+++ Working data

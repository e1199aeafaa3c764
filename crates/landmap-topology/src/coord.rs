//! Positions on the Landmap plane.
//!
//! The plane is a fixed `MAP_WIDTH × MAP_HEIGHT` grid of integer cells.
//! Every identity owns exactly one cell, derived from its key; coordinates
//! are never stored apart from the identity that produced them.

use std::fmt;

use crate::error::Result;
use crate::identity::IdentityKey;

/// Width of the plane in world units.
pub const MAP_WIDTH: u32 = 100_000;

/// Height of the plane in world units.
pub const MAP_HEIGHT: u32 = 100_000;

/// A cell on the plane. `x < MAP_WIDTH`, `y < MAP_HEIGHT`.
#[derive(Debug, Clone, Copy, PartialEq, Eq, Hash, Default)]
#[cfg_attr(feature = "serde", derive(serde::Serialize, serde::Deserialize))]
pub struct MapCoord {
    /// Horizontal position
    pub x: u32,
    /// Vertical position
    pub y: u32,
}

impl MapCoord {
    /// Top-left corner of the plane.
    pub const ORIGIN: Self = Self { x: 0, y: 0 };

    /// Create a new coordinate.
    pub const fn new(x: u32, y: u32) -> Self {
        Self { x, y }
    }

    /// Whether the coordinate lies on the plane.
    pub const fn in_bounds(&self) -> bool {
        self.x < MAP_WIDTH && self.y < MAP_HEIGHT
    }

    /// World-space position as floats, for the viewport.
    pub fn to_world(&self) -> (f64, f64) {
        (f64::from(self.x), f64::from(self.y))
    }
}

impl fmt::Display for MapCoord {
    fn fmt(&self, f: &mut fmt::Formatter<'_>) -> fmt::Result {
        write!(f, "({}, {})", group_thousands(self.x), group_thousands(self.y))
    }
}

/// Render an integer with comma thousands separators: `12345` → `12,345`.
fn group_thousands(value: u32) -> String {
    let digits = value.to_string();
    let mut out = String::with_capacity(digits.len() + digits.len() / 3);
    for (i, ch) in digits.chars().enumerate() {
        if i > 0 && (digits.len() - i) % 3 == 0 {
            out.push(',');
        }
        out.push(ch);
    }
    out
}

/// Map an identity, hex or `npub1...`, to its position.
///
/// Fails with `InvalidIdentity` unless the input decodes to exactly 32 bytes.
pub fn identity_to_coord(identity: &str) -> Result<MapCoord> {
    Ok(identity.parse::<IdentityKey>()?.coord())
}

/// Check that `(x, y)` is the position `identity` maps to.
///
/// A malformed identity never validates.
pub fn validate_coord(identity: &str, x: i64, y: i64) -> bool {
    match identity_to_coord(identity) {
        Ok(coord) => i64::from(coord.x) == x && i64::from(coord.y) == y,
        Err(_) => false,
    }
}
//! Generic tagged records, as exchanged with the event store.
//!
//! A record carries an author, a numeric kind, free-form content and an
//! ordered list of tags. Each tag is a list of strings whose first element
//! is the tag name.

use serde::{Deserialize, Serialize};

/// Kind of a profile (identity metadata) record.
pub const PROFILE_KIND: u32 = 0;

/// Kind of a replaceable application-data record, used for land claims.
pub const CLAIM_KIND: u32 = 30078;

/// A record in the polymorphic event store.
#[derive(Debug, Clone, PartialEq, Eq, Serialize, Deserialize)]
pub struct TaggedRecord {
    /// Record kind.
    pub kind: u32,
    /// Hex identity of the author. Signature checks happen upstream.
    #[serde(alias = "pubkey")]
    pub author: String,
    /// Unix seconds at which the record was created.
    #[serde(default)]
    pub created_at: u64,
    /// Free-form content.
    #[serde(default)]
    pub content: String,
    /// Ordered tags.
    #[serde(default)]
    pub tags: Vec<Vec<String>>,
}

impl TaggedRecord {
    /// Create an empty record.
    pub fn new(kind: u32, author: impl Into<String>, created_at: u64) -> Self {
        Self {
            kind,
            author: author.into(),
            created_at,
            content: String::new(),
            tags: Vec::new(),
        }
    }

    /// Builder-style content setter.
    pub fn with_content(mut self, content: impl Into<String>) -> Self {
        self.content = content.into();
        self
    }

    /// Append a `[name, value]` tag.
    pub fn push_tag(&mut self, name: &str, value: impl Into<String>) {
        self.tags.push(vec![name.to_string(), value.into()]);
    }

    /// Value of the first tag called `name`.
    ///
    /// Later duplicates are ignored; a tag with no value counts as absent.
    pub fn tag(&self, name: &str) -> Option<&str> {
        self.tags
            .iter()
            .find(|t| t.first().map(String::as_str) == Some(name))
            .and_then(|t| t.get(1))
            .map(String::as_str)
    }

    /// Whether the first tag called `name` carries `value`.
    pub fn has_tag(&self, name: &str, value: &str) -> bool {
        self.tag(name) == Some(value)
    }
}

++++++

**Task objective**
Throughout the data above, copy all lines where the word "PartialEq" is found.

**Task answer**
#[derive(Debug, Clone, Copy, PartialEq, Eq, Hash, Default)]
#[derive(Debug, Clone, PartialEq, Eq, Serialize, Deserialize)]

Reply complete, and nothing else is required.